Alas, I am not always right, which may be why some of the opinionated Bible characters have a special place in my heart. I can relate to Moses, telling God that He’d surely chosen the wrong person to represent Him to the Egyptians on behalf of the Israelites. Moses and I need to be convinced that God has the better way. I’m pretty sure I’ve got it figured out, thanks very much, Lord.
Peter argues with God in Acts 10, today’s Bible study. He’s so convinced that the traditions of Judaism, the rules passed down for generations set out by God Himself, supersede a direct word from the Lord that he tells God no. No, Lord, never! I’ve never done it that way and never will. I’m following you, Lord, so don’t tell me otherwise.
With Peter, I have a few things to learn. May God soften my heart to be convinced that He is right, to follow Him especially when it doesn’t make sense.
When have you experienced favoritism and what was that like?
Read Acts 10:9-35.
Compare Peter’s vision (vv. 9-16) with Cornelius’ vision (vv. 30-32). Why do you think the Lord appeared to them in visions? What did each have to learn?
What do you think motivated Peter to argue with the Lord over the vision’s content (vv. 9-16)?
What role does hospitality play in this story and, ultimately, in the spread of the gospel to the Gentiles (vv. 22-29)?
The Lord spoke to Cornelius and Peter during times set aside for prayer. What does your prayer practice look like, and how might it need sharpening?

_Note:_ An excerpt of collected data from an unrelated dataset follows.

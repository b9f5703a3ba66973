//! Replacement planning
//!
//! Decides which lifecycle callback a configuration change maps to. The one
//! rule adapters rely on: a changed `force_new` attribute must produce a
//! replacement (destroy then create), never an in-place update.

use crate::schema::Schema;
use crate::types::{Config, State, Value};

/// The action the host should take for one resource instance.
#[derive(Debug, Clone, PartialEq)]
pub enum PlannedAction {
    Create,
    Update { changed: Vec<String> },
    Replace { forced_by: Vec<String> },
    Delete,
    NoOp,
}

/// Diff prior state against desired configuration under a schema.
///
/// Computed-only attributes never participate: they are populated from the
/// remote response and carry no operator intent. Optional+computed
/// attributes left unset in configuration keep their prior value. Absent
/// and null are equivalent on both sides.
pub fn plan(schema: &Schema, prior: Option<&State>, config: Option<&Config>) -> PlannedAction {
    let (prior, config) = match (prior, config) {
        (None, None) => return PlannedAction::NoOp,
        (None, Some(_)) => return PlannedAction::Create,
        (Some(_), None) => return PlannedAction::Delete,
        (Some(p), Some(c)) => (p, c),
    };

    let mut changed = Vec::new();
    let mut forced_by = Vec::new();

    for (name, attr) in &schema.attributes {
        if attr.is_computed_only() {
            continue;
        }
        let prior_value = normalized(prior.get(name));
        let mut config_value = normalized(config.get(name));
        // Optional+computed attributes default from the remote side, so an
        // unset config value inherits the prior value rather than diffing
        // against it.
        if attr.computed && matches!(config_value, &Value::Null) {
            config_value = prior_value;
        }
        let equal = match &attr.semantic_equals {
            Some(eq) => eq(prior_value, config_value),
            None => prior_value == config_value,
        };
        if !equal {
            if attr.force_new {
                forced_by.push(name.clone());
            } else {
                changed.push(name.clone());
            }
        }
    }

    changed.sort();
    forced_by.sort();

    if !forced_by.is_empty() {
        PlannedAction::Replace { forced_by }
    } else if !changed.is_empty() {
        PlannedAction::Update { changed }
    } else {
        PlannedAction::NoOp
    }
}

fn normalized(value: Option<&Value>) -> &Value {
    match value {
        None | Some(Value::Null) => &Value::Null,
        Some(v) => v,
    }
}
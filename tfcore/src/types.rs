//! Core value model for tfcore
//!
//! Configuration and state cross the host boundary as maps from attribute
//! name to [`Value`]. Adapters never pattern-match on values directly; the
//! typed accessors on [`AttributeMap`] perform path lookup and type checking
//! and turn mistakes into [`TfError`] instead of panics.

use crate::error::{Result, TfError};
use serde::{Deserialize, Serialize};
use std::collections::HashMap;

/// Sentinel used to round-trip [`Value::Unknown`] through wire encodings.
const UNKNOWN_SENTINEL: &str = "__unknown__";

/// A Terraform value. All numbers are f64 to match Terraform's type system.
/// `Unknown` represents a value not yet known during planning.
#[derive(Debug, Clone, PartialEq)]
pub enum Value {
    Null,
    Bool(bool),
    Number(f64),
    String(String),
    List(Vec<Value>),
    Map(HashMap<String, Value>),
    Unknown,
}

impl Value {
    pub fn as_str(&self) -> Option<&str> {
        match self {
            Value::String(s) => Some(s),
            _ => None,
        }
    }

    pub fn as_bool(&self) -> Option<bool> {
        match self {
            Value::Bool(b) => Some(*b),
            _ => None,
        }
    }

    pub fn as_f64(&self) -> Option<f64> {
        match self {
            Value::Number(n) => Some(*n),
            _ => None,
        }
    }

    pub fn as_i64(&self) -> Option<i64> {
        match self {
            Value::Number(n) => Some(*n as i64),
            _ => None,
        }
    }

    pub fn as_list(&self) -> Option<&[Value]> {
        match self {
            Value::List(l) => Some(l),
            _ => None,
        }
    }

    pub fn as_map(&self) -> Option<&HashMap<String, Value>> {
        match self {
            Value::Map(m) => Some(m),
            _ => None,
        }
    }

    pub fn is_null(&self) -> bool {
        matches!(self, Value::Null)
    }

    pub fn is_unknown(&self) -> bool {
        matches!(self, Value::Unknown)
    }

    pub fn type_name(&self) -> &'static str {
        match self {
            Value::Null => "null",
            Value::Bool(_) => "bool",
            Value::Number(_) => "number",
            Value::String(_) => "string",
            Value::List(_) => "list",
            Value::Map(_) => "map",
            Value::Unknown => "unknown",
        }
    }
}

impl Serialize for Value {
    fn serialize<S>(&self, serializer: S) -> std::result::Result<S::Ok, S::Error>
    where
        S: serde::Serializer,
    {
        match self {
            Value::Null => serializer.serialize_unit(),
            Value::Bool(b) => serializer.serialize_bool(*b),
            Value::Number(n) => serializer.serialize_f64(*n),
            Value::String(s) => serializer.serialize_str(s),
            Value::List(l) => l.serialize(serializer),
            Value::Map(m) => m.serialize(serializer),
            Value::Unknown => serializer.serialize_str(UNKNOWN_SENTINEL),
        }
    }
}

impl<'de> Deserialize<'de> for Value {
    fn deserialize<D>(deserializer: D) -> std::result::Result<Self, D::Error>
    where
        D: serde::Deserializer<'de>,
    {
        use serde::de::{self, Visitor};
        use std::fmt;

        struct ValueVisitor;

        impl<'de> Visitor<'de> for ValueVisitor {
            type Value = Value;

            fn expecting(&self, formatter: &mut fmt::Formatter) -> fmt::Result {
                formatter.write_str("a Terraform value")
            }

            fn visit_unit<E: de::Error>(self) -> std::result::Result<Value, E> {
                Ok(Value::Null)
            }

            fn visit_none<E: de::Error>(self) -> std::result::Result<Value, E> {
                Ok(Value::Null)
            }

            fn visit_some<D>(self, deserializer: D) -> std::result::Result<Value, D::Error>
            where
                D: serde::Deserializer<'de>,
            {
                Value::deserialize(deserializer)
            }

            fn visit_bool<E: de::Error>(self, v: bool) -> std::result::Result<Value, E> {
                Ok(Value::Bool(v))
            }

            fn visit_i64<E: de::Error>(self, v: i64) -> std::result::Result<Value, E> {
                Ok(Value::Number(v as f64))
            }

            fn visit_u64<E: de::Error>(self, v: u64) -> std::result::Result<Value, E> {
                Ok(Value::Number(v as f64))
            }

            fn visit_f64<E: de::Error>(self, v: f64) -> std::result::Result<Value, E> {
                Ok(Value::Number(v))
            }

            fn visit_str<E: de::Error>(self, v: &str) -> std::result::Result<Value, E> {
                if v == UNKNOWN_SENTINEL {
                    Ok(Value::Unknown)
                } else {
                    Ok(Value::String(v.to_string()))
                }
            }

            fn visit_string<E: de::Error>(self, v: String) -> std::result::Result<Value, E> {
                if v == UNKNOWN_SENTINEL {
                    Ok(Value::Unknown)
                } else {
                    Ok(Value::String(v))
                }
            }

            fn visit_seq<V>(self, mut seq: V) -> std::result::Result<Value, V::Error>
            where
                V: de::SeqAccess<'de>,
            {
                let mut items = Vec::new();
                while let Some(item) = seq.next_element()? {
                    items.push(item);
                }
                Ok(Value::List(items))
            }

            fn visit_map<V>(self, mut map: V) -> std::result::Result<Value, V::Error>
            where
                V: de::MapAccess<'de>,
            {
                let mut values = HashMap::new();
                while let Some((key, value)) = map.next_entry()? {
                    values.insert(key, value);
                }
                Ok(Value::Map(values))
            }
        }

        deserializer.deserialize_any(ValueVisitor)
    }
}

/// The attribute bag exchanged with the host: one per resource instance,
/// owned by the adapter only for the duration of a single callback.
#[derive(Debug, Clone, PartialEq, Default)]
pub struct AttributeMap {
    pub values: HashMap<String, Value>,
}

/// Configuration values as written by the operator.
pub type Config = AttributeMap;

/// Resource state values as persisted by the host.
pub type State = AttributeMap;

impl AttributeMap {
    pub fn new() -> Self {
        Self {
            values: HashMap::new(),
        }
    }

    pub fn get(&self, name: &str) -> Option<&Value> {
        self.values.get(name)
    }

    /// True when the attribute is absent, null or unknown.
    pub fn is_unset(&self, name: &str) -> bool {
        matches!(
            self.values.get(name),
            None | Some(Value::Null) | Some(Value::Unknown)
        )
    }

    fn mismatch(name: &str, expected: &'static str, value: &Value) -> TfError {
        TfError::TypeMismatch {
            attribute: name.to_string(),
            expected,
            actual: value.type_name(),
        }
    }

    pub fn get_string(&self, name: &str) -> Result<String> {
        match self.values.get(name) {
            Some(Value::String(s)) => Ok(s.clone()),
            Some(other) if !other.is_null() => Err(Self::mismatch(name, "string", other)),
            _ => Err(TfError::MissingAttribute(name.to_string())),
        }
    }

    pub fn optional_string(&self, name: &str) -> Result<Option<String>> {
        match self.values.get(name) {
            None | Some(Value::Null) | Some(Value::Unknown) => Ok(None),
            Some(Value::String(s)) => Ok(Some(s.clone())),
            Some(other) => Err(Self::mismatch(name, "string", other)),
        }
    }

    pub fn get_bool(&self, name: &str) -> Result<bool> {
        match self.values.get(name) {
            Some(Value::Bool(b)) => Ok(*b),
            Some(other) if !other.is_null() => Err(Self::mismatch(name, "bool", other)),
            _ => Err(TfError::MissingAttribute(name.to_string())),
        }
    }

    pub fn optional_bool(&self, name: &str) -> Result<Option<bool>> {
        match self.values.get(name) {
            None | Some(Value::Null) | Some(Value::Unknown) => Ok(None),
            Some(Value::Bool(b)) => Ok(Some(*b)),
            Some(other) => Err(Self::mismatch(name, "bool", other)),
        }
    }

    pub fn get_i64(&self, name: &str) -> Result<i64> {
        match self.values.get(name) {
            Some(Value::Number(n)) => Ok(*n as i64),
            Some(other) if !other.is_null() => Err(Self::mismatch(name, "number", other)),
            _ => Err(TfError::MissingAttribute(name.to_string())),
        }
    }

    pub fn optional_i64(&self, name: &str) -> Result<Option<i64>> {
        match self.values.get(name) {
            None | Some(Value::Null) | Some(Value::Unknown) => Ok(None),
            Some(Value::Number(n)) => Ok(Some(*n as i64)),
            Some(other) => Err(Self::mismatch(name, "number", other)),
        }
    }

    pub fn get_list(&self, name: &str) -> Result<Vec<Value>> {
        match self.values.get(name) {
            Some(Value::List(l)) => Ok(l.clone()),
            Some(other) if !other.is_null() => Err(Self::mismatch(name, "list", other)),
            _ => Err(TfError::MissingAttribute(name.to_string())),
        }
    }

    pub fn optional_list(&self, name: &str) -> Result<Option<Vec<Value>>> {
        match self.values.get(name) {
            None | Some(Value::Null) | Some(Value::Unknown) => Ok(None),
            Some(Value::List(l)) => Ok(Some(l.clone())),
            Some(other) => Err(Self::mismatch(name, "list", other)),
        }
    }

    pub fn get_map(&self, name: &str) -> Result<HashMap<String, Value>> {
        match self.values.get(name) {
            Some(Value::Map(m)) => Ok(m.clone()),
            Some(other) if !other.is_null() => Err(Self::mismatch(name, "map", other)),
            _ => Err(TfError::MissingAttribute(name.to_string())),
        }
    }

    /// Read an optional map-of-strings attribute (tags and the like).
    pub fn optional_string_map(&self, name: &str) -> Result<Option<HashMap<String, String>>> {
        match self.values.get(name) {
            None | Some(Value::Null) | Some(Value::Unknown) => Ok(None),
            Some(Value::Map(m)) => {
                let mut out = HashMap::with_capacity(m.len());
                for (k, v) in m {
                    match v {
                        Value::String(s) => {
                            out.insert(k.clone(), s.clone());
                        }
                        other => return Err(Self::mismatch(name, "map of strings", other)),
                    }
                }
                Ok(Some(out))
            }
            Some(other) => Err(Self::mismatch(name, "map", other)),
        }
    }

    pub fn set(&mut self, name: &str, value: Value) {
        self.values.insert(name.to_string(), value);
    }

    pub fn set_string(&mut self, name: &str, value: impl Into<String>) {
        self.set(name, Value::String(value.into()));
    }

    pub fn set_bool(&mut self, name: &str, value: bool) {
        self.set(name, Value::Bool(value));
    }

    pub fn set_i64(&mut self, name: &str, value: i64) {
        self.set(name, Value::Number(value as f64));
    }

    pub fn set_list(&mut self, name: &str, value: Vec<Value>) {
        self.set(name, Value::List(value));
    }

    pub fn set_string_map(&mut self, name: &str, value: &HashMap<String, String>) {
        let map = value
            .iter()
            .map(|(k, v)| (k.clone(), Value::String(v.clone())))
            .collect();
        self.set(name, Value::Map(map));
    }

    /// The stable resource identifier assigned after creation.
    pub fn id(&self) -> Result<String> {
        self.get_string("id")
    }

    pub fn set_id(&mut self, id: impl Into<String>) {
        self.set_string("id", id);
    }

    /// Wire codecs - Terraform exchanges values as msgpack by default,
    /// with JSON as a fallback encoding.
    pub fn encode_msgpack(&self) -> Result<Vec<u8>> {
        rmp_serde::encode::to_vec(&self.values)
            .map_err(|e| TfError::Encoding(format!("msgpack encoding failed: {}", e)))
    }

    pub fn decode_msgpack(data: &[u8]) -> Result<Self> {
        if data.is_empty() {
            return Ok(Self::new());
        }
        let values = rmp_serde::decode::from_slice(data)
            .map_err(|e| TfError::Decoding(format!("msgpack decoding failed: {}", e)))?;
        Ok(Self { values })
    }

    pub fn encode_json(&self) -> Result<Vec<u8>> {
        serde_json::to_vec(&self.values)
            .map_err(|e| TfError::Encoding(format!("json encoding failed: {}", e)))
    }

    pub fn decode_json(data: &[u8]) -> Result<Self> {
        let values = serde_json::from_slice(data)
            .map_err(|e| TfError::Decoding(format!("json decoding failed: {}", e)))?;
        Ok(Self { values })
    }
}

impl FromIterator<(String, Value)> for AttributeMap {
    fn from_iter<T: IntoIterator<Item = (String, Value)>>(iter: T) -> Self {
        Self {
            values: iter.into_iter().collect(),
        }
    }
}

/// A warning or error surfaced to the host.
#[derive(Debug, Clone)]
pub struct Diagnostic {
    pub summary: String,
    pub detail: Option<String>,
    pub attribute: Option<String>,
}

/// Accumulated diagnostics from validation or provider configuration.
#[derive(Debug, Clone, Default)]
pub struct Diagnostics {
    pub errors: Vec<Diagnostic>,
    pub warnings: Vec<Diagnostic>,
}

impl Diagnostics {
    pub fn new() -> Self {
        Self::default()
    }

    pub fn add_error(&mut self, summary: impl Into<String>, detail: Option<String>) {
        self.errors.push(Diagnostic {
            summary: summary.into(),
            detail,
            attribute: None,
        });
    }

    pub fn add_attribute_error(
        &mut self,
        attribute: impl Into<String>,
        summary: impl Into<String>,
        detail: Option<String>,
    ) {
        self.errors.push(Diagnostic {
            summary: summary.into(),
            detail,
            attribute: Some(attribute.into()),
        });
    }

    pub fn add_warning(&mut self, summary: impl Into<String>, detail: Option<String>) {
        self.warnings.push(Diagnostic {
            summary: summary.into(),
            detail,
            attribute: None,
        });
    }

    pub fn has_errors(&self) -> bool {
        !self.errors.is_empty()
    }

    pub fn extend(&mut self, other: Diagnostics) {
        self.errors.extend(other.errors);
        self.warnings.extend(other.warnings);
    }

    /// Collapse error diagnostics into a single configuration error, for
    /// adapters that fail fast before issuing any remote call.
    pub fn into_result(self) -> Result<()> {
        if self.errors.is_empty() {
            return Ok(());
        }
        let summaries: Vec<&str> = self.errors.iter().map(|d| d.summary.as_str()).collect();
        Err(TfError::InvalidConfiguration(summaries.join("; ")))
    }
}
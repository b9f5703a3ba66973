//! Full lifecycle test against an in-memory remote service
//!
//! Exercises the adapter contract end to end: round-trip fidelity of
//! Create followed by Read, drift detection when the remote entity
//! disappears, idempotent delete, and force-new replacement planning.

use async_trait::async_trait;
use std::collections::HashMap;
use std::sync::{Arc, Mutex};
use tfcore::plan::{plan, PlannedAction};
use tfcore::resource::Resource;
use tfcore::schema::{AttributeBuilder, Schema, SchemaBuilder};
use tfcore::types::{AttributeMap, Config, State};
use tfcore::{Result, TfError};

/// The "remote service": a mutable map of entities keyed by name.
#[derive(Clone, Default)]
struct FakeService {
    entities: Arc<Mutex<HashMap<String, FakeEntity>>>,
}

#[derive(Clone)]
struct FakeEntity {
    name: String,
    description: Option<String>,
    arn: String,
}

impl FakeService {
    fn put(&self, entity: FakeEntity) {
        self.entities
            .lock()
            .unwrap()
            .insert(entity.name.clone(), entity);
    }

    fn get(&self, name: &str) -> Option<FakeEntity> {
        self.entities.lock().unwrap().get(name).cloned()
    }

    fn remove(&self, name: &str) -> bool {
        self.entities.lock().unwrap().remove(name).is_some()
    }
}

struct BucketResource {
    service: FakeService,
}

impl BucketResource {
    fn schema_static() -> Schema {
        SchemaBuilder::new()
            .attribute(AttributeBuilder::string("id").computed())
            .attribute(AttributeBuilder::string("name").required().force_new())
            .attribute(AttributeBuilder::string("description").optional())
            .attribute(AttributeBuilder::string("arn").computed())
            .build()
    }

    fn to_state(&self, entity: &FakeEntity) -> State {
        let mut state = AttributeMap::new();
        state.set_id(entity.name.clone());
        state.set_string("name", entity.name.clone());
        if let Some(d) = &entity.description {
            state.set_string("description", d.clone());
        }
        state.set_string("arn", entity.arn.clone());
        state
    }
}

#[async_trait]
impl Resource for BucketResource {
    fn type_name(&self) -> &str {
        "fake_bucket"
    }

    fn schema(&self) -> Schema {
        Self::schema_static()
    }

    async fn create(&self, config: Config) -> Result<State> {
        self.validate(&config).into_result()?;

        let name = config.get_string("name")?;
        let entity = FakeEntity {
            name: name.clone(),
            description: config.optional_string("description")?,
            arn: format!("arn:fake:::{}", name),
        };
        self.service.put(entity.clone());
        Ok(self.to_state(&entity))
    }

    async fn read(&self, state: State) -> Result<Option<State>> {
        let id = state.id()?;
        Ok(self.service.get(&id).map(|e| self.to_state(&e)))
    }

    async fn update(&self, prior: State, config: Config) -> Result<State> {
        let id = prior.id()?;
        let mut entity = self
            .service
            .get(&id)
            .ok_or_else(|| TfError::Message(format!("bucket {} not found", id)))?;
        entity.description = config.optional_string("description")?;
        self.service.put(entity.clone());
        Ok(self.to_state(&entity))
    }

    async fn delete(&self, state: State) -> Result<()> {
        // Already-gone deletes succeed.
        let _ = self.service.remove(&state.id()?);
        Ok(())
    }
}

fn config(name: &str, description: Option<&str>) -> Config {
    let mut config = AttributeMap::new();
    config.set_string("name", name);
    if let Some(d) = description {
        config.set_string("description", d);
    }
    config
}

#[tokio::test]
async fn read_after_create_round_trips_every_non_computed_field() {
    let resource = BucketResource {
        service: FakeService::default(),
    };
    let cfg = config("logs", Some("access logs"));

    let created = resource.create(cfg.clone()).await.unwrap();
    let read = resource.read(created).await.unwrap().unwrap();

    for (name, attr) in resource.schema().attributes {
        if attr.computed {
            continue;
        }
        assert_eq!(
            read.get(&name),
            cfg.get(&name),
            "round-trip mismatch for {}",
            name
        );
    }
    assert_eq!(read.id().unwrap(), "logs");
    assert_eq!(read.get_string("arn").unwrap(), "arn:fake:::logs");
}

#[tokio::test]
async fn create_fails_fast_on_invalid_config_without_remote_effect() {
    let service = FakeService::default();
    let resource = BucketResource {
        service: service.clone(),
    };

    let err = resource.create(AttributeMap::new()).await.unwrap_err();
    assert!(matches!(err, TfError::InvalidConfiguration(_)));
    assert!(service.entities.lock().unwrap().is_empty());
}

#[tokio::test]
async fn read_reports_remote_deletion_as_none() {
    let resource = BucketResource {
        service: FakeService::default(),
    };
    let state = resource.create(config("logs", None)).await.unwrap();

    // Entity vanishes out of band.
    resource.service.remove("logs");

    let read = resource.read(state).await.unwrap();
    assert!(read.is_none());
}

#[tokio::test]
async fn update_rewrites_in_place_attributes() {
    let resource = BucketResource {
        service: FakeService::default(),
    };
    let prior = resource.create(config("logs", Some("old"))).await.unwrap();

    let updated = resource
        .update(prior, config("logs", Some("new")))
        .await
        .unwrap();

    assert_eq!(updated.get_string("description").unwrap(), "new");
    assert_eq!(updated.id().unwrap(), "logs");
}

#[tokio::test]
async fn delete_twice_succeeds() {
    let resource = BucketResource {
        service: FakeService::default(),
    };
    let state = resource.create(config("logs", None)).await.unwrap();

    resource.delete(state.clone()).await.unwrap();
    resource.delete(state).await.unwrap();
}

#[tokio::test]
async fn changing_force_new_name_plans_replacement() {
    let resource = BucketResource {
        service: FakeService::default(),
    };
    let prior = resource.create(config("logs", None)).await.unwrap();
    let desired = config("metrics", None);

    match plan(&resource.schema(), Some(&prior), Some(&desired)) {
        PlannedAction::Replace { forced_by } => assert_eq!(forced_by, vec!["name".to_string()]),
        other => panic!("expected Replace, got {:?}", other),
    }

    let same = config("logs", None);
    assert_eq!(
        plan(&resource.schema(), Some(&prior), Some(&same)),
        PlannedAction::NoOp
    );
}
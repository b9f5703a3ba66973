//! Data source adapter contract
//!
//! The read-only variant of the resource adapter: one Read callback that
//! performs a lookup against the remote API and populates computed
//! attributes. No remote entity is owned, so the id is synthetic or derived
//! from the matched record's natural key.

use crate::error::{Result, TfError};
use crate::schema::Schema;
use crate::types::{Config, Diagnostics, State};
use async_trait::async_trait;

#[async_trait]
pub trait DataSource: Send + Sync {
    /// Type name is constant (e.g., "aws_caller_identity") and MUST match
    /// the key used in the provider registry.
    fn type_name(&self) -> &str;

    fn schema(&self) -> Schema;

    fn validate(&self, config: &Config) -> Diagnostics {
        self.schema().validate(config)
    }

    /// Perform the lookup and populate all attributes, including the id.
    async fn read(&self, config: Config) -> Result<State>;
}

impl std::fmt::Debug for dyn DataSource {
    fn fmt(&self, f: &mut std::fmt::Formatter<'_>) -> std::fmt::Result {
        f.debug_struct("DataSource")
            .field("type_name", &self.type_name())
            .finish()
    }
}

/// Disambiguation by cardinality for data sources that search a listing:
/// exactly one match is returned, zero or several fail with errors telling
/// the operator to adjust or narrow the filter.
pub fn require_single<T>(matches: Vec<T>, type_label: &str) -> Result<T> {
    let mut iter = matches.into_iter();
    match (iter.next(), iter.next()) {
        (Some(only), None) => Ok(only),
        (None, _) => Err(TfError::Message(format!(
            "no {} found matching criteria; try different search",
            type_label
        ))),
        (Some(_), Some(_)) => Err(TfError::Message(format!(
            "multiple {} found matching criteria; try different search",
            type_label
        ))),
    }
}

When has God called you out of your “comfort zone”? What happened?
For what prejudice might God be asking you to repent?
What can you do to open up in your life space for others, and how might God use that space to further the good news of Christ?
What is Jesus saying to you through this passage and how will you respond?
Pray that you will be open to God’s Spirit and His conviction and that God will work through you to further His Kingdom on earth.